Like for like sales growth (LFL)
Sales generated by stores opened for at least twelve months,
excluding temporary store closures, at constant exchange rates,
excluding petrol and calendar effects and excluding IAS 29
impact.
Organic sales growth
Like for like sales growth plus net openings over the past
twelve months, including temporary store closures, at constant
exchange rates.
Gross margin
Gross margin is the difference between the sum of net sales,
other income, reduced by loyalty program costs and the cost of
goods sold. Cost of sales comprise purchase costs, changes in
inventory, the cost of products sold by the financial services
companies, discounting revenue and exchange rate gains and losses
on goods purchased.
Recurring Operating Income (ROI)
Recurring Operating Income is defined as the difference between
gross margin and sales, general and administrative expenses,
depreciation and amortization and provisions.
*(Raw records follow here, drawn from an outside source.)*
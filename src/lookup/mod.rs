//! VPC lookup.
//!
//! The stack never declares a VPC; it places the load balancer and the
//! service into an existing one. Which VPC and which subnets is resolved here,
//! once per synth, and remembered in the [`ContextCache`] so later synths are
//! deterministic and work without AWS credentials.

pub mod context;

#[cfg(feature = "aws")]
pub mod aws;

use anyhow::{Context, Result};
use async_trait::async_trait;
use serde::{Deserialize, Serialize};

use crate::settings::{Settings, VpcLookupSettings};
pub use context::ContextCache;

/// An application load balancer must span at least two subnets
pub const MIN_PUBLIC_SUBNETS: usize = 2;

#[derive(Debug, Clone, PartialEq, Eq, thiserror::Error)]
pub enum LookupError {
    #[error("No VPC matched {0}")]
    NotFound(String),

    #[error("{count} VPCs matched {filter}; expected exactly one")]
    Ambiguous { filter: String, count: usize },

    #[error("VPC {vpc_id} has {found} public subnets; at least {MIN_PUBLIC_SUBNETS} are required")]
    TooFewPublicSubnets { vpc_id: String, found: usize },

    #[error("No cached lookup for '{0}' and live lookups are unavailable in this build")]
    Unavailable(String),
}

#[derive(Debug, Clone, PartialEq, Eq)]
pub enum VpcFilter {
    Default,
    Id(String),
}

/// What to look for, and where
#[derive(Debug, Clone, PartialEq, Eq)]
pub struct VpcQuery {
    pub account: String,
    pub region: String,
    pub filter: VpcFilter,
}

impl VpcQuery {
    /// Key under which the result is stored in the context cache
    pub fn context_key(&self) -> String {
        let filter = match &self.filter {
            VpcFilter::Default => "filter.isDefault=true".to_string(),
            VpcFilter::Id(id) => format!("filter.vpc-id={}", id),
        };
        format!(
            "vpc-provider:account={}:{}:region={}",
            self.account, filter, self.region
        )
    }

    pub fn describe(&self) -> String {
        match &self.filter {
            VpcFilter::Default => format!("default VPC in {}/{}", self.account, self.region),
            VpcFilter::Id(id) => format!("{} in {}/{}", id, self.account, self.region),
        }
    }
}

/// The parts of a VPC the stack uses
#[derive(Debug, Clone, PartialEq, Eq, Serialize, Deserialize)]
#[serde(rename_all = "camelCase")]
pub struct VpcInfo {
    pub vpc_id: String,
    pub public_subnet_ids: Vec<String>,
    #[serde(default)]
    pub availability_zones: Vec<String>,
}

impl VpcInfo {
    fn ensure_load_balancer_capable(&self) -> Result<(), LookupError> {
        if self.public_subnet_ids.len() < MIN_PUBLIC_SUBNETS {
            return Err(LookupError::TooFewPublicSubnets {
                vpc_id: self.vpc_id.clone(),
                found: self.public_subnet_ids.len(),
            });
        }
        Ok(())
    }
}

/// Source of VPC information
#[async_trait]
pub trait VpcProvider: Send + Sync {
    async fn lookup(&self, query: &VpcQuery) -> Result<VpcInfo>;
}

/// Answer `query` from `cache`, falling back to `provider` and recording the result
pub async fn lookup_cached(
    query: &VpcQuery,
    cache: &mut ContextCache,
    provider: &dyn VpcProvider,
) -> Result<VpcInfo> {
    let key = query.context_key();

    if let Some(info) = cache.get::<VpcInfo>(&key)? {
        tracing::debug!(key = %key, vpc_id = %info.vpc_id, "Using cached VPC lookup");
        return Ok(info);
    }

    tracing::info!("Looking up {}", query.describe());
    let info = provider
        .lookup(query)
        .await
        .with_context(|| format!("Failed to look up {}", query.describe()))?;
    info.ensure_load_balancer_capable()?;

    cache.insert(&key, &info)?;
    cache.save()?;
    Ok(info)
}

/// Resolve the VPC the stack deploys into, per the network settings
pub async fn resolve_vpc(
    settings: &Settings,
    account: &str,
    cache: &mut ContextCache,
) -> Result<VpcInfo> {
    let filter = match &settings.network.lookup {
        VpcLookupSettings::Static {
            vpc_id,
            subnet_ids,
            availability_zones,
        } => {
            return Ok(VpcInfo {
                vpc_id: vpc_id.clone(),
                public_subnet_ids: subnet_ids.clone(),
                availability_zones: availability_zones.clone(),
            })
        }
        VpcLookupSettings::DefaultVpc => VpcFilter::Default,
        VpcLookupSettings::VpcId { vpc_id } => VpcFilter::Id(vpc_id.clone()),
    };

    let query = VpcQuery {
        account: account.to_string(),
        region: settings.stack.region.clone(),
        filter,
    };

    #[cfg(feature = "aws")]
    {
        let provider = aws::Ec2VpcProvider::new(&query.region).await;
        lookup_cached(&query, cache, &provider).await
    }

    #[cfg(not(feature = "aws"))]
    {
        let key = query.context_key();
        match cache.get::<VpcInfo>(&key)? {
            Some(info) => Ok(info),
            None => Err(LookupError::Unavailable(key).into()),
        }
    }
}

/// The account the stack deploys into.
///
/// Taken from settings when set, otherwise from the caller's credentials.
pub async fn resolve_account(settings: &Settings) -> Result<String> {
    if !settings.stack.account.is_empty() {
        return Ok(settings.stack.account.clone());
    }

    #[cfg(feature = "aws")]
    {
        aws::caller_account(&settings.stack.region).await
    }

    #[cfg(not(feature = "aws"))]
    {
        anyhow::bail!(
            "stack.account is not set. Set CDK_DEFAULT_ACCOUNT or STACK__STACK__ACCOUNT"
        )
    }
}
Recurring Operating Income Before Depreciation and
Amortization (EBITDA)
Recurring Operating Income Before Depreciation and Amortization
(EBITDA) excludes depreciation from supply chain activities which
is booked in cost of goods sold and excludes non-recurring items as
defined below.
Operating Income (EBIT)
Operating Income (EBIT) is defined as the difference between
gross margin and sales, general and administrative expenses,
depreciation, amortization and non-recurring items Non-recurring
income and expenses are certain material items that are unusual in
terms of their nature and frequency, such as impairment,
restructuring costs and expenses related to the revaluation of
pre-existing risks on the basis of information that the Group
became aware of during the accounting period.
DISCLAIMER
This press release contains both historical and forward-looking
statements. These forward-looking statements are based on Carrefour
management's current views and assumptions. Such statements are not
guarantees of future performance of the Group. Actual results or
performances may differ materially from those in such forward
looking statements as a result of a number of risks and
uncertainties, including but not limited to the risks described in
the documents filed with the Autorité des Marchés Financiers as
part of the regulated information disclosure requirements and
available on Carrefour's website (www.carrefour.com), and in
particular the Annual Report (Document de Référence). These
documents are also available in English on the company's website.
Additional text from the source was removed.